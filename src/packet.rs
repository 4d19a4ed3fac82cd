//! 패킷 코덱
//!
//! 모든 패킷은 `checksum(4) | control(1) | ...` 형태이고, 체크섬은 4번 바이트부터
//! 끝까지를 CRC-32로 계산한다. 정수는 모두 big-endian.
//!
//! | 종류 | control | 4바이트 헤더 필드 | 나머지 |
//! |------|---------|-------------------|--------|
//! | SYN  | 1       | 총 패킷 수        | 목적지 경로 (UTF-8) |
//! | DATA | 0       | 시퀀스 번호       | 페이로드 |
//! | ACK  | 0       | 시퀀스 번호       | 없음 |
//! | SACK | 1       | 결과 1바이트      | 없음 |
//! | FIN  | 0xFF    | 없음              | 없음 |
//!
//! DATA/ACK, SYN/SACK은 control 바이트가 같으므로 디코딩할 때 누가 보낸
//! 패킷인지([`Origin`])를 알려줘야 한다.

use bytes::{BufMut, Bytes, BytesMut};

use crate::{Error, Result, ACK_SIZE, FIN_SIZE, HEADER_SIZE, MAX_PACKET_SIZE, SACK_SIZE};

/// 체크섬 필드 크기
pub const CHECKSUM_SIZE: usize = 4;

/// control 바이트 위치
pub const CTRL_INDEX: usize = 4;

pub const CTRL_DATA: u8 = 0;
pub const CTRL_SYN: u8 = 1;
pub const CTRL_FIN: u8 = 0xFF;

const SACK_SUCCESS: u8 = 0;
const SACK_FAILURE: u8 = 0xFF;

/// 패킷을 보낸 쪽
#[derive(Debug, Clone, Copy, PartialEq, Eq)]
pub enum Origin {
    /// 파일 송신자 (SYN, DATA, FIN)
    Sender,
    /// 파일 수신자 (SACK, ACK, FIN)
    Receiver,
}

/// 패킷 종류
#[derive(Debug, Clone, Copy, PartialEq, Eq)]
pub enum PacketKind {
    Syn,
    Data,
    Ack,
    Sack,
    Fin,
}

impl PacketKind {
    pub fn as_str(&self) -> &'static str {
        match self {
            PacketKind::Syn => "SYN",
            PacketKind::Data => "DATA",
            PacketKind::Ack => "ACK",
            PacketKind::Sack => "SACK",
            PacketKind::Fin => "FIN",
        }
    }
}

/// SYN에 대한 응답 결과
#[derive(Debug, Clone, Copy, PartialEq, Eq)]
pub enum SackOutcome {
    Success,
    Failure,
}

/// 와이어 패킷
#[derive(Debug, Clone, PartialEq, Eq)]
pub enum Packet {
    Syn { total_packets: u32, destination: String },
    Data { seq: u32, payload: Bytes },
    Ack { seq: u32 },
    Sack { outcome: SackOutcome },
    Fin,
}

/// CRC-32 체크섬
pub fn checksum(bytes: &[u8]) -> u32 {
    crc32fast::hash(bytes)
}

/// 페이로드를 `Bytes`로 복사하지 않고 DATA 패킷을 바로 인코딩한다.
pub fn encode_data_into(buf: &mut BytesMut, seq: u32, payload: &[u8]) {
    let start = buf.len();
    buf.reserve(HEADER_SIZE + payload.len());
    buf.put_u32(0);
    buf.put_u8(CTRL_DATA);
    buf.put_u32(seq);
    buf.put_slice(payload);
    seal(buf, start);
}

fn seal(buf: &mut BytesMut, start: usize) {
    let crc = checksum(&buf[start + CHECKSUM_SIZE..]);
    buf[start..start + CHECKSUM_SIZE].copy_from_slice(&crc.to_be_bytes());
}

impl Packet {
    /// SYN 생성 (경로 검증 포함)
    pub fn syn(total_packets: u32, destination: &str) -> Result<Self> {
        if destination.is_empty() {
            return Err(Error::InvalidDestinationPath);
        }
        let max = MAX_PACKET_SIZE - HEADER_SIZE;
        if destination.len() > max {
            return Err(Error::DestinationPathTooLong {
                len: destination.len(),
                max,
            });
        }
        Ok(Packet::Syn {
            total_packets,
            destination: destination.to_string(),
        })
    }

    pub fn kind(&self) -> PacketKind {
        match self {
            Packet::Syn { .. } => PacketKind::Syn,
            Packet::Data { .. } => PacketKind::Data,
            Packet::Ack { .. } => PacketKind::Ack,
            Packet::Sack { .. } => PacketKind::Sack,
            Packet::Fin => PacketKind::Fin,
        }
    }

    /// 인코딩 후 길이
    pub fn encoded_len(&self) -> usize {
        match self {
            Packet::Syn { destination, .. } => HEADER_SIZE + destination.len(),
            Packet::Data { payload, .. } => HEADER_SIZE + payload.len(),
            Packet::Ack { .. } => ACK_SIZE,
            Packet::Sack { .. } => SACK_SIZE,
            Packet::Fin => FIN_SIZE,
        }
    }

    /// `buf` 뒤에 패킷을 덧붙인다. 체크섬은 마지막에 채운다.
    pub fn encode_into(&self, buf: &mut BytesMut) {
        if let Packet::Data { seq, payload } = self {
            encode_data_into(buf, *seq, payload);
            return;
        }

        let start = buf.len();
        buf.reserve(self.encoded_len());
        buf.put_u32(0);

        match self {
            Packet::Syn {
                total_packets,
                destination,
            } => {
                buf.put_u8(CTRL_SYN);
                buf.put_u32(*total_packets);
                buf.put_slice(destination.as_bytes());
            }
            Packet::Data { .. } => unreachable!(),
            Packet::Ack { seq } => {
                buf.put_u8(CTRL_DATA);
                buf.put_u32(*seq);
            }
            Packet::Sack { outcome } => {
                buf.put_u8(CTRL_SYN);
                buf.put_u8(match outcome {
                    SackOutcome::Success => SACK_SUCCESS,
                    SackOutcome::Failure => SACK_FAILURE,
                });
            }
            Packet::Fin => buf.put_u8(CTRL_FIN),
        }

        seal(buf, start);
    }

    pub fn encode(&self) -> Bytes {
        let mut buf = BytesMut::with_capacity(self.encoded_len());
        self.encode_into(&mut buf);
        buf.freeze()
    }

    /// 데이터그램 디코딩
    ///
    /// 체크섬이나 길이가 맞지 않으면 손상 에러([`Error::is_corruption`])를 반환하고,
    /// 체크섬은 맞는데 control 바이트를 모르면 [`Error::UnknownPacketKind`].
    pub fn decode(datagram: &Bytes, origin: Origin) -> Result<Self> {
        let len = datagram.len();
        if len < FIN_SIZE {
            return Err(Error::InvalidLength { kind: "packet", len });
        }

        let expected = u32::from_be_bytes([datagram[0], datagram[1], datagram[2], datagram[3]]);
        let actual = checksum(&datagram[CHECKSUM_SIZE..]);
        if expected != actual {
            return Err(Error::ChecksumMismatch { expected, actual });
        }

        let kind = match (datagram[CTRL_INDEX], origin) {
            (CTRL_SYN, Origin::Sender) => PacketKind::Syn,
            (CTRL_SYN, Origin::Receiver) => PacketKind::Sack,
            (CTRL_DATA, Origin::Sender) => PacketKind::Data,
            (CTRL_DATA, Origin::Receiver) => PacketKind::Ack,
            (CTRL_FIN, _) => PacketKind::Fin,
            (other, _) => return Err(Error::UnknownPacketKind(other)),
        };

        let valid_len = match kind {
            PacketKind::Syn => (HEADER_SIZE..=MAX_PACKET_SIZE).contains(&len),
            PacketKind::Data => (HEADER_SIZE..=MAX_PACKET_SIZE).contains(&len),
            PacketKind::Ack => len == ACK_SIZE,
            PacketKind::Sack => len == SACK_SIZE,
            PacketKind::Fin => len == FIN_SIZE,
        };
        if !valid_len {
            return Err(Error::InvalidLength {
                kind: kind.as_str(),
                len,
            });
        }

        let header_field = || {
            u32::from_be_bytes([datagram[5], datagram[6], datagram[7], datagram[8]])
        };

        Ok(match kind {
            PacketKind::Syn => {
                let destination = std::str::from_utf8(&datagram[HEADER_SIZE..])
                    .map_err(|_| Error::InvalidDestinationPath)?;
                if destination.is_empty() {
                    return Err(Error::InvalidDestinationPath);
                }
                Packet::Syn {
                    total_packets: header_field(),
                    destination: destination.to_string(),
                }
            }
            PacketKind::Data => Packet::Data {
                seq: header_field(),
                payload: datagram.slice(HEADER_SIZE..),
            },
            PacketKind::Ack => Packet::Ack { seq: header_field() },
            PacketKind::Sack => Packet::Sack {
                outcome: if datagram[5] == SACK_SUCCESS {
                    SackOutcome::Success
                } else {
                    SackOutcome::Failure
                },
            },
            PacketKind::Fin => Packet::Fin,
        })
    }
}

ACTIVITY |
Please report every line of the listing that contains the string "actual".

REPLY TO THE EXERCISE |
        let actual = checksum(&datagram[CHECKSUM_SIZE..]);
        if expected != actual {
            return Err(Error::ChecksumMismatch { expected, actual });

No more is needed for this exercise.